A wedge like the hukou system can also come about from subsidies. In India, the massive subsidization of farmers keeps farmers from moving to cities where they would be more productive. Farm subsidies account for 20% of farm income, and 2% of GDP. Interestingly, many of these subsidies are in the form of input subsidies, which in a world with credit restraints can improve welfare. Chakraborty, Chopra, and Contractor (2024) estimate the effects of totally removing farm subsidies, and replacing them with a neutral monetary transfer. They find that it would raise total welfare, and reduce misallocation by 16%. Duranton, Ghani, Goswami, and Kerr (2016) argue that misallocation across districts is as important as misallocation within districts. In other words, the losses from people being unable to move to the places they could earn the most is as large as the losses from efficient firms. Given the profound misallocation among firms (see, for instance, Bloom et al (2013), and many other works). In the Philippines, the government instituted a massive land reform and managed to do everything terribly. They put a cap on landholdings, redistributed the land, and then barred people from selling. Adamopoulos and Restuccia (2020) found that, because people were disincentivized from migrating, agricultural productivity fell by 17%.

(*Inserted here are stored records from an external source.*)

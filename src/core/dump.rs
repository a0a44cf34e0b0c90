//! Compact binary dump of a frame log
//!
//! Little-endian. A u32 frame count, then one 12-byte record per frame:
//!
//! | bytes | field                          |
//! |-------|--------------------------------|
//! | 1     | kind                           |
//! | 4     | tick                           |
//! | 1     | cell id, 255 when absent       |
//! | 1     | phase index, 255 when absent   |
//! | 1     | reason, 255 when absent        |
//! | 4     | low 32 bits of the proof hash  |
//!
//! Mask records carry the mask bits in the last field instead, and the set of
//! reasons that fired that tick in the reason byte (bit `n - 1` for rule Mn,
//! 0 when nothing was masked). Together with the bits this recovers which
//! rules masked the tick.
//! The header carries the low 32 bits of `hash(policyHash)`.

use crate::core::hasher::{hash_str, low32};
use crate::types::{EngineError, Frame, FrameKind, MaskEntry, MaskReason, Phase};

pub const RECORD_SIZE: usize = 12;
const ABSENT: u8 = 255;

/// One decoded dump record
#[derive(Debug, Clone, Copy, PartialEq, Eq)]
pub struct DumpRecord {
    pub kind: FrameKind,
    pub tick: u32,
    pub cell_id: Option<u8>,
    pub phase: Option<Phase>,
    pub reason: Option<u8>,
    pub low32: u32,
}

impl DumpRecord {
    /// Project a frame onto its dump record
    pub fn from_frame(frame: &Frame) -> Result<Self, EngineError> {
        let tick = u32::try_from(frame.tick())
            .map_err(|_| EngineError::Dump(format!("tick {} does not fit in u32", frame.tick())))?;

        let reason = match frame {
            Frame::Mask { masked, .. } => Some(reason_set(masked)?),
            _ => None,
        };

        let (cell_id, low) = match frame {
            Frame::Header { policy_hash, .. } => (None, low32(&hash_str(policy_hash))),
            Frame::Mask { bits, .. } => (None, *bits),
            Frame::Proof(event) => (Some(event.cell_id), low32(&event.proof_hash)),
            Frame::Answer(answer) => (answer.cell_id, low32(&answer.proof_hash)),
            Frame::Reward(record) => (None, low32(&record.proof_hash)),
            Frame::End { last_proof_hash, .. } => (None, low32(last_proof_hash)),
            Frame::PhaseEnter { .. } | Frame::PhaseExit { .. } => (None, 0),
        };

        Ok(Self {
            kind: frame.kind(),
            tick,
            cell_id,
            phase: frame.phase(),
            reason,
            low32: low,
        })
    }

    /// Reasons recorded on a mask record, in rule order
    pub fn mask_reasons(&self) -> Vec<MaskReason> {
        let set = match (self.kind, self.reason) {
            (FrameKind::Mask, Some(set)) => set,
            _ => return Vec::new(),
        };
        MaskReason::ALL
            .iter()
            .copied()
            .filter(|r| set & r.set_bit() != 0)
            .collect()
    }

    pub fn to_bytes(&self) -> [u8; RECORD_SIZE] {
        let mut bytes = [0u8; RECORD_SIZE];
        let mut offset = 0;

        // kind (1 byte)
        bytes[offset] = self.kind.as_byte();
        offset += 1;

        // tick (4 bytes)
        bytes[offset..offset + 4].copy_from_slice(&self.tick.to_le_bytes());
        offset += 4;

        // cell, phase, reason (1 byte each)
        bytes[offset] = self.cell_id.unwrap_or(ABSENT);
        bytes[offset + 1] = self.phase.map(|p| p.index()).unwrap_or(ABSENT);
        bytes[offset + 2] = self.reason.unwrap_or(ABSENT);
        offset += 3;

        // low32 (4 bytes)
        bytes[offset..offset + 4].copy_from_slice(&self.low32.to_le_bytes());

        bytes
    }

    pub fn from_bytes(bytes: &[u8; RECORD_SIZE]) -> Result<Self, EngineError> {
        let kind = FrameKind::from_byte(bytes[0])
            .ok_or_else(|| EngineError::Dump(format!("unknown frame kind {}", bytes[0])))?;
        let tick = u32::from_le_bytes([bytes[1], bytes[2], bytes[3], bytes[4]]);

        let cell_id = present(bytes[5]);
        let phase = match present(bytes[6]) {
            Some(index) => Some(
                Phase::from_index(index)
                    .ok_or_else(|| EngineError::Dump(format!("unknown phase index {}", index)))?,
            ),
            None => None,
        };
        let reason = present(bytes[7]);
        let low32 = u32::from_le_bytes([bytes[8], bytes[9], bytes[10], bytes[11]]);

        Ok(Self {
            kind,
            tick,
            cell_id,
            phase,
            reason,
            low32,
        })
    }
}

fn reason_set(masked: &[MaskEntry]) -> Result<u8, EngineError> {
    masked.iter().try_fold(0u8, |set, entry| {
        let reason = MaskReason::from_code(&entry.reason).ok_or_else(|| {
            EngineError::Dump(format!(
                "cell {} has unknown mask reason {:?}",
                entry.cell_id, entry.reason
            ))
        })?;
        Ok(set | reason.set_bit())
    })
}

fn present(byte: u8) -> Option<u8> {
    (byte != ABSENT).then_some(byte)
}

/// Encode a frame log
pub fn encode_dump(frames: &[Frame]) -> Result<Vec<u8>, EngineError> {
    let count = u32::try_from(frames.len())
        .map_err(|_| EngineError::Dump(format!("{} frames exceed u32", frames.len())))?;

    let mut bytes = Vec::with_capacity(4 + frames.len() * RECORD_SIZE);
    bytes.extend_from_slice(&count.to_le_bytes());
    for frame in frames {
        bytes.extend_from_slice(&DumpRecord::from_frame(frame)?.to_bytes());
    }
    Ok(bytes)
}

/// Decode a dump. Truncated input and trailing bytes are errors.
pub fn decode_dump(bytes: &[u8]) -> Result<Vec<DumpRecord>, EngineError> {
    let (head, body) = bytes
        .split_first_chunk::<4>()
        .ok_or_else(|| EngineError::Dump("missing frame count".to_string()))?;
    let count = u32::from_le_bytes(*head) as usize;

    let expected = count
        .checked_mul(RECORD_SIZE)
        .ok_or_else(|| EngineError::Dump(format!("frame count {} overflows", count)))?;
    if body.len() < expected {
        return Err(EngineError::Dump(format!(
            "truncated: {} records need {} bytes, found {}",
            count,
            expected,
            body.len()
        )));
    }
    if body.len() > expected {
        return Err(EngineError::Dump(format!(
            "{} trailing bytes after {} records",
            body.len() - expected,
            count
        )));
    }

    body.chunks_exact(RECORD_SIZE)
        .map(|chunk| {
            let mut record = [0u8; RECORD_SIZE];
            record.copy_from_slice(chunk);
            DumpRecord::from_bytes(&record)
        })
        .collect()
}

// =============================================================================
// TESTS
// =============================================================================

The natural implication of this is that immigration might be even better than you think. After all, there’s no reason to restrict ourselves to moving from sector to sector within a country. People emigrating, especially from places whose primary economy is agriculture, should raise wages in the home country. Even immigrants who are moving to work in agriculture raise productivity, because now they are being paid their marginal product. In future work, I will look at the effect of emigration opportunities on wages in Britain, but that paper is in the works and will take a bit. Until then, let this be a summary of what I know and think.